(03-06-2011 10:57 )skully Wrote: 1965 – Launch of Gemini 4, the first multi-day space mission by a NASA crew. Crew-member Ed White performs the first American spacewalk.
Edward Higgins White II was born in San Antonio. Texas, in 1930. After high school he attended West Point (the American equivalent of Sandhurst) and joined the USAF where he served in West Germany for nearly four years.

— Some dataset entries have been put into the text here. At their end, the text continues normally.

//! The ready-queue seam.
//!
//! Which waiting task goes to which requesting worker is not this crate's
//! decision: the broker talks to an external ready-queue through the
//! [`TaskHeap`] trait and re-validates everything it hands back against
//! the status store (heap contents may lag behind status in both
//! directions).
//!
//! [`ReadyQueue`] is the reference implementation: FIFO per routing group,
//! no fairness policy beyond arrival order.

use std::collections::VecDeque;
use std::sync::Mutex;

use foreman_types::TaskId;

/// External ready-queue holding ids of waiting tasks.
///
/// Implementations must be safe for concurrent use; the broker calls in
/// from submission, assignment, retry, and purge paths simultaneously.
pub trait TaskHeap: Send + Sync {
    /// Offers a waiting task for dispatch.
    fn insert(&self, task_id: TaskId, task_type: i32, user_id: &str);

    /// Removes and returns up to `max.min(available_space)` candidate ids
    /// whose task type is in `groups` (an empty `groups` matches all).
    fn poll(&self, max: usize, available_space: usize, groups: &[i32]) -> Vec<TaskId>;

    /// Drops a task from the queue, if present.
    fn remove(&self, task_id: TaskId);

    /// Number of queued candidates.
    fn len(&self) -> usize;

    fn is_empty(&self) -> bool {
        self.len() == 0
    }
}

#[derive(Debug)]
struct ReadyEntry {
    task_id: TaskId,
    task_type: i32,
    #[allow(dead_code)]
    user_id: String,
}

/// FIFO ready-queue, one arrival order across all groups.
#[derive(Debug, Default)]
pub struct ReadyQueue {
    entries: Mutex<VecDeque<ReadyEntry>>,
}

impl ReadyQueue {
    pub fn new() -> Self {
        Self::default()
    }
}

impl TaskHeap for ReadyQueue {
    fn insert(&self, task_id: TaskId, task_type: i32, user_id: &str) {
        self.entries
            .lock()
            .expect("ready queue lock poisoned")
            .push_back(ReadyEntry {
                task_id,
                task_type,
                user_id: user_id.to_string(),
            });
    }

    fn poll(&self, max: usize, available_space: usize, groups: &[i32]) -> Vec<TaskId> {
        let limit = max.min(available_space);
        let mut picked = Vec::new();
        if limit == 0 {
            return picked;
        }

        self.entries
            .lock()
            .expect("ready queue lock poisoned")
            .retain(|entry| {
                let wanted = groups.is_empty() || groups.contains(&entry.task_type);
                if wanted && picked.len() < limit {
                    picked.push(entry.task_id);
                    false
                } else {
                    true
                }
            });
        picked
    }

    fn remove(&self, task_id: TaskId) {
        self.entries
            .lock()
            .expect("ready queue lock poisoned")
            .retain(|entry| entry.task_id != task_id);
    }

    fn len(&self) -> usize {
        self.entries.lock().expect("ready queue lock poisoned").len()
    }
}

In 1962 he became one of NASA's nine "Group 2" astronauts and was allocated a place on Gemini 4, alongside Jim McDivitt. At 5ft 11 in, White was remarkably tall for an astronaut in those days. Although imagined as "Buck Rogers" type figures, most of the early astronauts were in the 5ft 5 to 5ft 8 range, a necessity due to the tiny amount of space available in the capsules. In 1964 White had risked his life to help his next door neighbour whose house had caught on fire. The neighbour was Neil Armstrong.
His spacewalk in June 1965 caused a sensation, and was front-page news around the free world (the Russian Alexei Leonov had beaten him to doing a spacewalk by 11 weeks but Soviet secrecy meant that little had been seen of the cosmonaut's achievement in the West).
White found the spacewalk an exhillerating experience and was reported to have said that getting back into Gemini 4 was the saddest moment of his life, but ground controller and CAPCOM Virgil "Gus" Grissom knew that White's life support system time was limited and padding had to be built in in case of problems and called him back in. It turned out to be a wise move, as White's spacesuit had expanded in the vacuum of space and McDivitt had considerable trouble reaching over to close the hatch on the capsule. White only had a couple of minutes oxygen left in his suit before he could be reconnected to the main Gemini system and had he stayed in space any longer it could have been disasterous.
White was regarded as a high-flyer and instead of taking the Gemini 10 mission he was fast-tracked and given the Command Pilot's spot on Apollo 1, alongside Grissom and the rookie Roger Chaffee.
On 27th January 1967 disaster struck the space programme as an electrical fault caused a flash-fire in the oxygen-rich Apollo 1 capsule. All three astronauts were killed.
White was buried not at Arlington but at his beloved West Point. Had he lived he would probably have been on the first moon-landing mission but would have been the command-module pilot, staying in orbit whilst Grissom and (probably) Aldrin would have been the first men on the moon.
White was a devout Christian, a devoted husband and family man, and father to two children. There was one final tragic twist to the tail. His wife, Pat, never got over his death and sixteen years later, in 1983, Pat White committed suicide.